Reliable Distributed Systems Foundations… in Practice

Abstract

Distributed systems are difficult to build, algorithms are subtle and bug-prone, and performance is often at odds with consistency. It is therefore crucial to have solid algorithmic foundations that are succinct and simple to follow. This talk examines how some of the most well known foundations in distributed computing evolved through the drive of practical impact. For example, the past decade exposed interesting anomalies in fundamental replication schemes such as Paxos. It saw the emergence of a new algorithm called Vertical Paxos for managing dynamic systems, that bridges between the Paxos theory and engineering practices.

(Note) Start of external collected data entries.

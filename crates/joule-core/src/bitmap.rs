//! 16-bit verifier bitmaps.
//!
//! Every component encodes a subset of a snapshot's verifiers as one 16-bit
//! integer: bit `i` stands for the verifier at index `i` of the snapshot the
//! bitmap travels with. The width is part of the wire format and caps the
//! active verifier set at 16; the registry refuses activations past that
//! ceiling, so a valid index always fits.

use serde::{Deserialize, Serialize};

/// Hard ceiling on the active verifier set, fixed by the 16-bit wire format.
pub const MAX_ACTIVE_VERIFIERS: usize = 16;

/// A subset of snapshot verifier indices packed into a `u16`.
#[derive(Debug, Clone, Copy, Default, PartialEq, Eq, Hash, Serialize, Deserialize)]
#[serde(transparent)]
pub struct VerifierBitmap(u16);

impl VerifierBitmap {
    pub const EMPTY: VerifierBitmap = VerifierBitmap(0);

    /// Wrap a raw 16-bit field (wire decoding).
    pub fn from_bits(bits: u16) -> Self {
        VerifierBitmap(bits)
    }

    /// The raw 16-bit field (wire encoding).
    pub fn bits(self) -> u16 {
        self.0
    }

    /// A bitmap with exactly one bit set.
    ///
    /// `index` must be a snapshot index, i.e. `< MAX_ACTIVE_VERIFIERS`.
    pub fn single(index: u8) -> Self {
        VerifierBitmap(1 << index)
    }

    /// Set the bit for a snapshot index. `index < MAX_ACTIVE_VERIFIERS`.
    pub fn set(&mut self, index: u8) {
        self.0 |= 1 << index;
    }

    pub fn contains(self, index: u8) -> bool {
        self.0 & (1 << index) != 0
    }

    /// Number of set bits (`popcount`).
    pub fn count(self) -> u32 {
        self.0.count_ones()
    }

    pub fn is_empty(self) -> bool {
        self.0 == 0
    }

    /// Set difference: bits in `self` that are not in `other`.
    pub fn minus(self, other: VerifierBitmap) -> VerifierBitmap {
        VerifierBitmap(self.0 & !other.0)
    }

    /// True when every bit of `self` is also set in `other`.
    pub fn is_subset_of(self, other: VerifierBitmap) -> bool {
        self.0 & !other.0 == 0
    }

    /// Iterate the set indices in ascending order.
    pub fn indices(self) -> impl Iterator<Item = u8> {
        (0..MAX_ACTIVE_VERIFIERS as u8).filter(move |i| self.contains(*i))
    }
}

impl std::fmt::Display for VerifierBitmap {
    fn fmt(&self, f: &mut std::fmt::Formatter<'_>) -> std::fmt::Result {
        write!(f, "{:#018b}", self.0)
    }
}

Yet, despite increasing insight into distributed systems, there is still a strong deficiency in the set of tools available for building scale-out data platforms. State-of-the-art tools for scaling systems, for example NOSQL systems, typically partition state to achieve scalability. With such systems, obtaining a consistent view of global state often requires complicated and expensive distributed protocols. This led a team of researchers at Microsoft to design a new method, called Corfu, that provides high-throughput scale-out replication with strong consistency guarantees. Corfu spreads updates over a large cluster, each replicated over a small group of nodes. All groups are “stitched” into a global log using a soft-state sequencer, which is neither an IO bottleneck, nor a single point of failures. Fast forward to today, we describe how Corfu is being used by a team of researchers at VMware Research to build a distributed control plane for VMware’s software defined networking (SDN) technology.